Available data START
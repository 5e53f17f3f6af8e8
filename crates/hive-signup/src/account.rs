//! Pending account records and their state.

use std::fmt;
use std::str::FromStr;

use serde::{Deserialize, Serialize};

use crate::amount::{HiveAmount, UsdAmount};
use crate::error::SignupError;

/// Opaque id correlating a signup request with its payment memo.
#[derive(Debug, Clone, PartialEq, Eq, Hash, Serialize, Deserialize)]
#[serde(transparent)]
pub struct ReferenceId(String);

impl ReferenceId {
    /// Fresh id from a random UUIDv4 (122 random bits), hex without dashes.
    pub fn generate() -> Self {
        Self(uuid::Uuid::new_v4().simple().to_string())
    }

    pub fn as_str(&self) -> &str {
        &self.0
    }
}

impl From<&str> for ReferenceId {
    fn from(s: &str) -> Self {
        Self(s.to_string())
    }
}

impl From<String> for ReferenceId {
    fn from(s: String) -> Self {
        Self(s)
    }
}

impl fmt::Display for ReferenceId {
    fn fmt(&self, f: &mut fmt::Formatter<'_>) -> fmt::Result {
        f.write_str(&self.0)
    }
}

#[derive(Debug, Clone, Copy, PartialEq, Eq, Hash, Serialize, Deserialize)]
#[serde(rename_all = "lowercase")]
pub enum AccountType {
    Free,
    Paid,
}

impl AccountType {
    pub fn as_str(self) -> &'static str {
        match self {
            AccountType::Free => "free",
            AccountType::Paid => "paid",
        }
    }
}

impl FromStr for AccountType {
    type Err = SignupError;

    fn from_str(s: &str) -> Result<Self, Self::Err> {
        match s {
            "free" => Ok(AccountType::Free),
            "paid" => Ok(AccountType::Paid),
            other => Err(SignupError::Internal(format!("unknown account type '{other}'"))),
        }
    }
}

/// Monotonic: `Pending -> Paid`, never back.
#[derive(Debug, Clone, Copy, PartialEq, Eq, Hash, Serialize, Deserialize)]
#[serde(rename_all = "lowercase")]
pub enum AccountStatus {
    Pending,
    Paid,
}

impl AccountStatus {
    pub fn as_str(self) -> &'static str {
        match self {
            AccountStatus::Pending => "pending",
            AccountStatus::Paid => "paid",
        }
    }
}

impl FromStr for AccountStatus {
    type Err = SignupError;

    fn from_str(s: &str) -> Result<Self, Self::Err> {
        match s {
            "pending" => Ok(AccountStatus::Pending),
            "paid" => Ok(AccountStatus::Paid),
            other => Err(SignupError::Internal(format!("unknown account status '{other}'"))),
        }
    }
}

/// Progress of the downstream account creation after payment.
#[derive(Debug, Clone, Copy, PartialEq, Eq, Hash, Serialize, Deserialize)]
#[serde(rename_all = "lowercase")]
pub enum CreationStatus {
    /// Payment committed; creation not yet confirmed.
    Pending,
    Created,
    Failed,
}

impl CreationStatus {
    pub fn as_str(self) -> &'static str {
        match self {
            CreationStatus::Pending => "pending",
            CreationStatus::Created => "created",
            CreationStatus::Failed => "failed",
        }
    }
}

impl FromStr for CreationStatus {
    type Err = SignupError;

    fn from_str(s: &str) -> Result<Self, Self::Err> {
        match s {
            "pending" => Ok(CreationStatus::Pending),
            "created" => Ok(CreationStatus::Created),
            "failed" => Ok(CreationStatus::Failed),
            other => Err(SignupError::Internal(format!("unknown creation status '{other}'"))),
        }
    }
}

/// Amounts frozen into a paid record at creation time.
#[derive(Debug, Clone, Copy, PartialEq, Serialize)]
#[serde(rename_all = "camelCase")]
pub struct PaidTerms {
    pub payment_amount_usd: UsdAmount,
    pub payment_amount_hive: HiveAmount,
    pub hive_price_snapshot: f64,
}

/// Type-specific fields. A free record never carries payment fields and a
/// paid record always carries all of them.
#[derive(Debug, Clone, PartialEq, Serialize)]
#[serde(tag = "accountType", rename_all = "lowercase")]
pub enum AccountTerms {
    #[serde(rename_all = "camelCase")]
    Free { verification_code: String },
    Paid(PaidTerms),
}

impl AccountTerms {
    pub fn account_type(&self) -> AccountType {
        match self {
            AccountTerms::Free { .. } => AccountType::Free,
            AccountTerms::Paid(_) => AccountType::Paid,
        }
    }

    pub fn paid(&self) -> Option<&PaidTerms> {
        match self {
            AccountTerms::Paid(terms) => Some(terms),
            AccountTerms::Free { .. } => None,
        }
    }
}

/// One provisioning attempt.
#[derive(Debug, Clone, PartialEq, Serialize)]
#[serde(rename_all = "camelCase")]
pub struct PendingAccount {
    pub reference_id: ReferenceId,
    pub username: String,
    #[serde(flatten)]
    pub terms: AccountTerms,
    pub status: AccountStatus,
    /// Unix ms.
    pub created_at: i64,
    #[serde(skip_serializing_if = "Option::is_none")]
    pub paid_at: Option<i64>,
    /// Unix ms when the latest account-creation attempt was claimed.
    #[serde(skip_serializing_if = "Option::is_none")]
    pub creation_attempted_at: Option<i64>,
    #[serde(skip_serializing_if = "Option::is_none")]
    pub creation_status: Option<CreationStatus>,
    #[serde(skip_serializing_if = "Option::is_none")]
    pub creation_error: Option<String>,
}

impl PendingAccount {
    pub fn new(reference_id: ReferenceId, username: String, terms: AccountTerms, created_at: i64) -> Self {
        Self {
            reference_id,
            username,
            terms,
            status: AccountStatus::Pending,
            created_at,
            paid_at: None,
            creation_attempted_at: None,
            creation_status: None,
            creation_error: None,
        }
    }

    pub fn account_type(&self) -> AccountType {
        self.terms.account_type()
    }

    pub fn is_pending(&self) -> bool {
        self.status == AccountStatus::Pending
    }
}

/// Result of one downstream account-creation attempt.
#[derive(Debug, Clone, PartialEq, Eq)]
pub enum CreationOutcome {
    Created,
    Failed(String),
}

impl CreationOutcome {
    pub fn status(&self) -> CreationStatus {
        match self {
            CreationOutcome::Created => CreationStatus::Created,
            CreationOutcome::Failed(_) => CreationStatus::Failed,
        }
    }

    pub fn error(&self) -> Option<&str> {
        match self {
            CreationOutcome::Created => None,
            CreationOutcome::Failed(e) => Some(e),
        }
    }
}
Available data END
§ What you need to do
What's wanted here is every record, retyped exactly as shown above.

§ Response
repository 5e53f17f3f6af8e8
filename crates/hive-signup/src/account.rs
//! Pending account records and their state.

use std::fmt;
use std::str::FromStr;

use serde::{Deserialize, Serialize};

use crate::amount::{HiveAmount, UsdAmount};
use crate::error::SignupError;

/// Opaque id correlating a signup request with its payment memo.
#[derive(Debug, Clone, PartialEq, Eq, Hash, Serialize, Deserialize)]
#[serde(transparent)]
pub struct ReferenceId(String);

impl ReferenceId {
    /// Fresh id from a random UUIDv4 (122 random bits), hex without dashes.
    pub fn generate() -> Self {
        Self(uuid::Uuid::new_v4().simple().to_string())
    }

    pub fn as_str(&self) -> &str {
        &self.0
    }
}

impl From<&str> for ReferenceId {
    fn from(s: &str) -> Self {
        Self(s.to_string())
    }
}

impl From<String> for ReferenceId {
    fn from(s: String) -> Self {
        Self(s)
    }
}

impl fmt::Display for ReferenceId {
    fn fmt(&self, f: &mut fmt::Formatter<'_>) -> fmt::Result {
        f.write_str(&self.0)
    }
}

#[derive(Debug, Clone, Copy, PartialEq, Eq, Hash, Serialize, Deserialize)]
#[serde(rename_all = "lowercase")]
pub enum AccountType {
    Free,
    Paid,
}

impl AccountType {
    pub fn as_str(self) -> &'static str {
        match self {
            AccountType::Free => "free",
            AccountType::Paid => "paid",
        }
    }
}

impl FromStr for AccountType {
    type Err = SignupError;

    fn from_str(s: &str) -> Result<Self, Self::Err> {
        match s {
            "free" => Ok(AccountType::Free),
            "paid" => Ok(AccountType::Paid),
            other => Err(SignupError::Internal(format!("unknown account type '{other}'"))),
        }
    }
}

/// Monotonic: `Pending -> Paid`, never back.
#[derive(Debug, Clone, Copy, PartialEq, Eq, Hash, Serialize, Deserialize)]
#[serde(rename_all = "lowercase")]
pub enum AccountStatus {
    Pending,
    Paid,
}

impl AccountStatus {
    pub fn as_str(self) -> &'static str {
        match self {
            AccountStatus::Pending => "pending",
            AccountStatus::Paid => "paid",
        }
    }
}

impl FromStr for AccountStatus {
    type Err = SignupError;

    fn from_str(s: &str) -> Result<Self, Self::Err> {
        match s {
            "pending" => Ok(AccountStatus::Pending),
            "paid" => Ok(AccountStatus::Paid),
            other => Err(SignupError::Internal(format!("unknown account status '{other}'"))),
        }
    }
}

/// Progress of the downstream account creation after payment.
#[derive(Debug, Clone, Copy, PartialEq, Eq, Hash, Serialize, Deserialize)]
#[serde(rename_all = "lowercase")]
pub enum CreationStatus {
    /// Payment committed; creation not yet confirmed.
    Pending,
    Created,
    Failed,
}

impl CreationStatus {
    pub fn as_str(self) -> &'static str {
        match self {
            CreationStatus::Pending => "pending",
            CreationStatus::Created => "created",
            CreationStatus::Failed => "failed",
        }
    }
}

impl FromStr for CreationStatus {
    type Err = SignupError;

    fn from_str(s: &str) -> Result<Self, Self::Err> {
        match s {
            "pending" => Ok(CreationStatus::Pending),
            "created" => Ok(CreationStatus::Created),
            "failed" => Ok(CreationStatus::Failed),
            other => Err(SignupError::Internal(format!("unknown creation status '{other}'"))),
        }
    }
}

/// Amounts frozen into a paid record at creation time.
#[derive(Debug, Clone, Copy, PartialEq, Serialize)]
#[serde(rename_all = "camelCase")]
pub struct PaidTerms {
    pub payment_amount_usd: UsdAmount,
    pub payment_amount_hive: HiveAmount,
    pub hive_price_snapshot: f64,
}

/// Type-specific fields. A free record never carries payment fields and a
/// paid record always carries all of them.
#[derive(Debug, Clone, PartialEq, Serialize)]
#[serde(tag = "accountType", rename_all = "lowercase")]
pub enum AccountTerms {
    #[serde(rename_all = "camelCase")]
    Free { verification_code: String },
    Paid(PaidTerms),
}

impl AccountTerms {
    pub fn account_type(&self) -> AccountType {
        match self {
            AccountTerms::Free { .. } => AccountType::Free,
            AccountTerms::Paid(_) => AccountType::Paid,
        }
    }

    pub fn paid(&self) -> Option<&PaidTerms> {
        match self {
            AccountTerms::Paid(terms) => Some(terms),
            AccountTerms::Free { .. } => None,
        }
    }
}

/// One provisioning attempt.
#[derive(Debug, Clone, PartialEq, Serialize)]
#[serde(rename_all = "camelCase")]
pub struct PendingAccount {
    pub reference_id: ReferenceId,
    pub username: String,
    #[serde(flatten)]
    pub terms: AccountTerms,
    pub status: AccountStatus,
    /// Unix ms.
    pub created_at: i64,
    #[serde(skip_serializing_if = "Option::is_none")]
    pub paid_at: Option<i64>,
    /// Unix ms when the latest account-creation attempt was claimed.
    #[serde(skip_serializing_if = "Option::is_none")]
    pub creation_attempted_at: Option<i64>,
    #[serde(skip_serializing_if = "Option::is_none")]
    pub creation_status: Option<CreationStatus>,
    #[serde(skip_serializing_if = "Option::is_none")]
    pub creation_error: Option<String>,
}

impl PendingAccount {
    pub fn new(reference_id: ReferenceId, username: String, terms: AccountTerms, created_at: i64) -> Self {
        Self {
            reference_id,
            username,
            terms,
            status: AccountStatus::Pending,
            created_at,
            paid_at: None,
            creation_attempted_at: None,
            creation_status: None,
            creation_error: None,
        }
    }

    pub fn account_type(&self) -> AccountType {
        self.terms.account_type()
    }

    pub fn is_pending(&self) -> bool {
        self.status == AccountStatus::Pending
    }
}

/// Result of one downstream account-creation attempt.
#[derive(Debug, Clone, PartialEq, Eq)]
pub enum CreationOutcome {
    Created,
    Failed(String),
}

impl CreationOutcome {
    pub fn status(&self) -> CreationStatus {
        match self {
            CreationOutcome::Created => CreationStatus::Created,
            CreationOutcome::Failed(_) => CreationStatus::Failed,
        }
    }

    pub fn error(&self) -> Option<&str> {
        match self {
            CreationOutcome::Created => None,
            CreationOutcome::Failed(e) => Some(e),
        }
    }
}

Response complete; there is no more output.